BEGIN Data

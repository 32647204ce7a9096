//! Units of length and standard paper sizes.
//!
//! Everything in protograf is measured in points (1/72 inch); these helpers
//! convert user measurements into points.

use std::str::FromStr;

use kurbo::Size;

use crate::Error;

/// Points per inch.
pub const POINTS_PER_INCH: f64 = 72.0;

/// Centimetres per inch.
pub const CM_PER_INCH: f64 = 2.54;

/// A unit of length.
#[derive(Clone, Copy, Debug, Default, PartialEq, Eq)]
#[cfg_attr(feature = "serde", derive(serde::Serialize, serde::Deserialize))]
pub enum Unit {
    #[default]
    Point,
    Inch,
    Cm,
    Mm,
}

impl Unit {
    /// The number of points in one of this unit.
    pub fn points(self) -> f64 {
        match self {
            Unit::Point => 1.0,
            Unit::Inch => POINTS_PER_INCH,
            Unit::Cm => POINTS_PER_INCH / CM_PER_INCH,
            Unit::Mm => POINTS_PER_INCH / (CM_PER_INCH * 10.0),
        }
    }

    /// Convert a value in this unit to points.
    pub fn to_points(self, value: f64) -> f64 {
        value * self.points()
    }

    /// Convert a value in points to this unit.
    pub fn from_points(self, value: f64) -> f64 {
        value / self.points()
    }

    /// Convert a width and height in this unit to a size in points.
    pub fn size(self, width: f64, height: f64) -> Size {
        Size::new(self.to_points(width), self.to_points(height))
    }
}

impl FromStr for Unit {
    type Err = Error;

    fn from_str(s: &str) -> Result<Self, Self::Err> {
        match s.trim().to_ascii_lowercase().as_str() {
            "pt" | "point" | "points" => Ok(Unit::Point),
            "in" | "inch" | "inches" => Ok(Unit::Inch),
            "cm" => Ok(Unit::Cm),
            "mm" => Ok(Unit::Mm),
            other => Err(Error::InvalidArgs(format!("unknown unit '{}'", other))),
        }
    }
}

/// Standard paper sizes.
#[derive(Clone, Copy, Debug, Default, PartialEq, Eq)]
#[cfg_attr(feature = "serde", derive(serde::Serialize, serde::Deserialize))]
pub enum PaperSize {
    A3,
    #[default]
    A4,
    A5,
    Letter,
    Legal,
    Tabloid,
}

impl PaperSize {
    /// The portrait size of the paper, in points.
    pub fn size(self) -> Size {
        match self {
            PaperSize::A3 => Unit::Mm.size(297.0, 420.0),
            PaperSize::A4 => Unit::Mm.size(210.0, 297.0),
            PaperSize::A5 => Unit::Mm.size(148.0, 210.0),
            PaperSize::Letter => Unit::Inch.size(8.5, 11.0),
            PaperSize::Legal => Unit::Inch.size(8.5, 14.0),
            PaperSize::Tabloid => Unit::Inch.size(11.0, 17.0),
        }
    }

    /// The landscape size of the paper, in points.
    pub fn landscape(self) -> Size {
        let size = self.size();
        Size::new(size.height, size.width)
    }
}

END Data
BEGIN Data

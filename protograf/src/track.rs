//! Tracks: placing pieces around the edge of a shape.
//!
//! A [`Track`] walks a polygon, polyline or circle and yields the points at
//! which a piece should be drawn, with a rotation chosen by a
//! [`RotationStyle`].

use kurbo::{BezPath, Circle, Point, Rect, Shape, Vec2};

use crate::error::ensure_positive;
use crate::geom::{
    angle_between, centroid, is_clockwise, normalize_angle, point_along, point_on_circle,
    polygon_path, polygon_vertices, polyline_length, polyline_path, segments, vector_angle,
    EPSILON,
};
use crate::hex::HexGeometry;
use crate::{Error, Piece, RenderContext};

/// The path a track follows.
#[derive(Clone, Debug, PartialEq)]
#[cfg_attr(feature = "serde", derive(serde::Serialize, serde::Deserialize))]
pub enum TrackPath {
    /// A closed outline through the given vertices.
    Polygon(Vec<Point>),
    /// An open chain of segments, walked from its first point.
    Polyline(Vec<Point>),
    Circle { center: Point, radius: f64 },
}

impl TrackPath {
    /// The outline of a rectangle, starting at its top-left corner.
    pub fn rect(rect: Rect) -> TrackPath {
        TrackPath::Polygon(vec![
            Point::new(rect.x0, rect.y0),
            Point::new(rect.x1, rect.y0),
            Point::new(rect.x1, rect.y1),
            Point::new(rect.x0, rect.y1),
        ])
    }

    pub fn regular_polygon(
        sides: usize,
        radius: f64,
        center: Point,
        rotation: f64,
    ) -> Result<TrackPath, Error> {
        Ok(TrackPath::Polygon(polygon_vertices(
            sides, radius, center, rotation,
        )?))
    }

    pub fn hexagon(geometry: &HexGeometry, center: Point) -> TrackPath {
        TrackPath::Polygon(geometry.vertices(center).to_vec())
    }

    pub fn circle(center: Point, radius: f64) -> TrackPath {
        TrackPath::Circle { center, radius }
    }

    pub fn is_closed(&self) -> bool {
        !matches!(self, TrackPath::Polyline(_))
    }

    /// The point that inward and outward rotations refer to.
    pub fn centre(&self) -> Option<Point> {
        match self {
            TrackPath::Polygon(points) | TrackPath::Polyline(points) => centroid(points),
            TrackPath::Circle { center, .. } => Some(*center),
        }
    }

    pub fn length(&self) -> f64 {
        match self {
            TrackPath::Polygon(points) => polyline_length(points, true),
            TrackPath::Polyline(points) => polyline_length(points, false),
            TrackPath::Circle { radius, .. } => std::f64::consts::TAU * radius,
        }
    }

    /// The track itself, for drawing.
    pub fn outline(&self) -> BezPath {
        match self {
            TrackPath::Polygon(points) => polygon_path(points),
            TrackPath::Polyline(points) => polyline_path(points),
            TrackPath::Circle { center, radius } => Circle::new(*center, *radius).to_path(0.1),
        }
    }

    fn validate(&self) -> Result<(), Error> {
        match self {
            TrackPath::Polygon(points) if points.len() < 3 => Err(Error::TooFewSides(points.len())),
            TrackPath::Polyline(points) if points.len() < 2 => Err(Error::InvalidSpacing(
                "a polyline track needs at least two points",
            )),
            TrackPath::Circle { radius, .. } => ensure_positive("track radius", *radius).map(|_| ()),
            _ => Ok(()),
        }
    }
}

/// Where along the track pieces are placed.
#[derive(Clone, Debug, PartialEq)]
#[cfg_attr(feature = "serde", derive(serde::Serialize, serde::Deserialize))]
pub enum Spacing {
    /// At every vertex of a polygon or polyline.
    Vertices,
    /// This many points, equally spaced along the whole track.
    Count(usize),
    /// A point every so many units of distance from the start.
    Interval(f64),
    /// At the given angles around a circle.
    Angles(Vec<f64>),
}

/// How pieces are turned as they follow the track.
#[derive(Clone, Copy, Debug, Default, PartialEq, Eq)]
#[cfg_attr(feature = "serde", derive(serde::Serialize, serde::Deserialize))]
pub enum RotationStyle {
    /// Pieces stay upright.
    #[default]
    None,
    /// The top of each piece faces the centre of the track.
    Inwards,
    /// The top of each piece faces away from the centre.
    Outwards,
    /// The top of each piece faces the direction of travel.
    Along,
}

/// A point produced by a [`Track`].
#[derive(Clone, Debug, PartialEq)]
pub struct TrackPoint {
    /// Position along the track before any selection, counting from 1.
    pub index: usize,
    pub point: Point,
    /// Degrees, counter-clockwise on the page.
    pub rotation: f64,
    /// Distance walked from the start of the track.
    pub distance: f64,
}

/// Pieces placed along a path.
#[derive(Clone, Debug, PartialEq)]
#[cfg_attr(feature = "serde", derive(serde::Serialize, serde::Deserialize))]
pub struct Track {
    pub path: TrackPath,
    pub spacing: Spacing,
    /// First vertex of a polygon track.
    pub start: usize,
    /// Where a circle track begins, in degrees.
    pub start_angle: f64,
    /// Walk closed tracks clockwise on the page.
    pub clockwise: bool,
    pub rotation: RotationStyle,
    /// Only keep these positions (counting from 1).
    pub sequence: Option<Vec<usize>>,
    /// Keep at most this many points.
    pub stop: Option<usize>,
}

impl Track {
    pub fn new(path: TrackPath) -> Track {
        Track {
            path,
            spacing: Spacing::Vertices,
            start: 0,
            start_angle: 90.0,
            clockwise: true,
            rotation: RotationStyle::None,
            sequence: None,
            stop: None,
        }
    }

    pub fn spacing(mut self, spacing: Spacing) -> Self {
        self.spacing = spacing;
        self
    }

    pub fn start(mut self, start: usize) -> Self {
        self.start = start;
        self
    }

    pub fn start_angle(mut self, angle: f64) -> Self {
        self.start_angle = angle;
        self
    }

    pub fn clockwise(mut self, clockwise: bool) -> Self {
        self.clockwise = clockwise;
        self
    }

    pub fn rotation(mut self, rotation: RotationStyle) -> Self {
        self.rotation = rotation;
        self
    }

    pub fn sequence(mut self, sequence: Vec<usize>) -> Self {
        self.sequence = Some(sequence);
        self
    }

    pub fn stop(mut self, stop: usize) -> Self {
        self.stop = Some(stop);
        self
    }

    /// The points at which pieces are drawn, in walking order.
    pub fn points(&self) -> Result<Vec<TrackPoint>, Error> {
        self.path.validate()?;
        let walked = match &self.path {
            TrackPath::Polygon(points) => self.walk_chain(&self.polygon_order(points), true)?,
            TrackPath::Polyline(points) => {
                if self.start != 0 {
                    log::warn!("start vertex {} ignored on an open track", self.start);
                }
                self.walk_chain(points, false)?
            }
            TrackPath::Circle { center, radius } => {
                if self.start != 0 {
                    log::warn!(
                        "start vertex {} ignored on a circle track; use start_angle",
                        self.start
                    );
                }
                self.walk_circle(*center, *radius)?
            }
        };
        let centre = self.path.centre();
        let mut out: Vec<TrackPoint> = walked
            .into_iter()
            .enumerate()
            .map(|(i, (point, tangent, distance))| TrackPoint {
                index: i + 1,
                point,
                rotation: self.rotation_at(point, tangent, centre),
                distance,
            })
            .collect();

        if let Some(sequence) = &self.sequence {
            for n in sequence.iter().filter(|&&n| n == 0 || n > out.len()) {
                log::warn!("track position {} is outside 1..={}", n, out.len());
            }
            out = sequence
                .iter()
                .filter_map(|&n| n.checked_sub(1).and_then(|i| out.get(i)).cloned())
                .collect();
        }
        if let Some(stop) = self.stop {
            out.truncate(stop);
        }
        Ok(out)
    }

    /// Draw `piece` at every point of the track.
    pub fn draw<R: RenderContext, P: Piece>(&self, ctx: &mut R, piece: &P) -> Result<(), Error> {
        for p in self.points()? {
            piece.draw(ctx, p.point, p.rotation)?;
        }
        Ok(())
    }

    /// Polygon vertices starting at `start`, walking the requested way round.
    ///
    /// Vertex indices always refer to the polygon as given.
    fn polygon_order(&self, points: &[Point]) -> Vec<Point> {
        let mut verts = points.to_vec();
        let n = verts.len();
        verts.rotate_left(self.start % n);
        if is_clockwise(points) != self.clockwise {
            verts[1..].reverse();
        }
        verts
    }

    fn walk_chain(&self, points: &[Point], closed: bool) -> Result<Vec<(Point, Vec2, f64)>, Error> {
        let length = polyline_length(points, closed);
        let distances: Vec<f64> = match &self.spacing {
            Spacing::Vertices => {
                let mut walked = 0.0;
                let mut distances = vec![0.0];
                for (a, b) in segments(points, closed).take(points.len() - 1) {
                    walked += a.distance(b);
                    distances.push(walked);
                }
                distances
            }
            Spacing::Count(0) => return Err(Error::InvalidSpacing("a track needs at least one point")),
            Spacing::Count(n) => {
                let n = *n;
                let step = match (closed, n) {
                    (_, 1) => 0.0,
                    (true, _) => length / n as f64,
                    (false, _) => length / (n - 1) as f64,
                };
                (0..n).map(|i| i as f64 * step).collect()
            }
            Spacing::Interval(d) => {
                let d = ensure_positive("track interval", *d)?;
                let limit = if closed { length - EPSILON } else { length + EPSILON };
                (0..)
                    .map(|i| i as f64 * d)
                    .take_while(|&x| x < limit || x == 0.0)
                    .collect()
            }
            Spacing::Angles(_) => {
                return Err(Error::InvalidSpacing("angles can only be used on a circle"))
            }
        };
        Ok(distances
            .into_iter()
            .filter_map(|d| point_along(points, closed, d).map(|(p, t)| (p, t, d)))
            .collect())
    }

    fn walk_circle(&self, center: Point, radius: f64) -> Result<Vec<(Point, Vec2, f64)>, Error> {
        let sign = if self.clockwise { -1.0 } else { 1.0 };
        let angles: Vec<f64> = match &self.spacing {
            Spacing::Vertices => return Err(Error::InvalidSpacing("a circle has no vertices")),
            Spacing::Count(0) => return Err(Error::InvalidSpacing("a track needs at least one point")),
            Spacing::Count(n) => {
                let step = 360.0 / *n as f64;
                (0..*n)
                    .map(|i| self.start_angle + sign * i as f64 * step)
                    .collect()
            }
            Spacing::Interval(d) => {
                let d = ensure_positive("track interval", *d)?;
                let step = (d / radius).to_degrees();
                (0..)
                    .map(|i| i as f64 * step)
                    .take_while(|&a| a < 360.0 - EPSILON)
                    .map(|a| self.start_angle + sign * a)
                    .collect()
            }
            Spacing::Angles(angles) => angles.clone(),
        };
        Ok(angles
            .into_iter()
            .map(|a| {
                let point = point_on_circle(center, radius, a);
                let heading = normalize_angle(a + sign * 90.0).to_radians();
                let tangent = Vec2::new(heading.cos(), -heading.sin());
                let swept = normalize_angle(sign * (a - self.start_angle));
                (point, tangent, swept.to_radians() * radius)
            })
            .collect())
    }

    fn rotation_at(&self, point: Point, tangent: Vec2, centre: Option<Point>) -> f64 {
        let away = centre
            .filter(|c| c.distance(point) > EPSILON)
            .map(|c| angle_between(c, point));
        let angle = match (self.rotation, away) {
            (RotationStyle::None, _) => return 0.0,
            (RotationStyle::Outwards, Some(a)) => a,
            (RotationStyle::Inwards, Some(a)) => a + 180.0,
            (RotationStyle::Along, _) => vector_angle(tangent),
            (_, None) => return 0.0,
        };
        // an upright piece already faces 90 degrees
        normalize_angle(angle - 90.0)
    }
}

END Data
BEGIN Data

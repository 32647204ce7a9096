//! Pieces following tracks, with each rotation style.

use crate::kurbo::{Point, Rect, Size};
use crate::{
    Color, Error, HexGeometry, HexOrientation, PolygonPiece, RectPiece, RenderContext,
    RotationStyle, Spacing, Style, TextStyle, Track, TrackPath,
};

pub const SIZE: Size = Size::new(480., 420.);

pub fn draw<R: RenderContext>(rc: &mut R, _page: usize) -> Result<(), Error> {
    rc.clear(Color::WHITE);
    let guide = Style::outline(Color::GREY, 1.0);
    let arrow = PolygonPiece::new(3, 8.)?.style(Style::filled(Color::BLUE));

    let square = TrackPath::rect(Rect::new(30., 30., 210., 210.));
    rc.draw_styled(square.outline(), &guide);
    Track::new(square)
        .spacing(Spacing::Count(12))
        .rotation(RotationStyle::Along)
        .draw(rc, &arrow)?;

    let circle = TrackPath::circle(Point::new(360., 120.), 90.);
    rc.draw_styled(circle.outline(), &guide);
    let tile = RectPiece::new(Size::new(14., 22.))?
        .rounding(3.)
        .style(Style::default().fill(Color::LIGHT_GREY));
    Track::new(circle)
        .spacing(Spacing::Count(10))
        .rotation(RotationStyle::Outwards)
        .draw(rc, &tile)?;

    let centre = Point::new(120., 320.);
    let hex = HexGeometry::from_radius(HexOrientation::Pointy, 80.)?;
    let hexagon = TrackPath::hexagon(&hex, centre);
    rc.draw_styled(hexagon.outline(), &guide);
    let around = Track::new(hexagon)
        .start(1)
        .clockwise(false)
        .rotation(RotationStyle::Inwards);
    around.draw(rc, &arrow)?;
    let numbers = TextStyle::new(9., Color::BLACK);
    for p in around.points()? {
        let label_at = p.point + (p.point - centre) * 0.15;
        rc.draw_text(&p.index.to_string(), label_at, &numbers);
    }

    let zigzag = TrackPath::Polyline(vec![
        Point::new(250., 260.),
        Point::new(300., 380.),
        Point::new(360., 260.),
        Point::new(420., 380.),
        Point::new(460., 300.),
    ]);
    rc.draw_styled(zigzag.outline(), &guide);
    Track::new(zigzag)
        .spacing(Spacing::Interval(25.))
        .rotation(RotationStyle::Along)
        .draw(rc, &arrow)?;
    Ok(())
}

END Data

* [Exercise instructions]:
Copy out each line of the listing where the string "away" appears.

* [Expected answer]:
    /// The top of each piece faces away from the centre.
        let away = centre
        let angle = match (self.rotation, away) {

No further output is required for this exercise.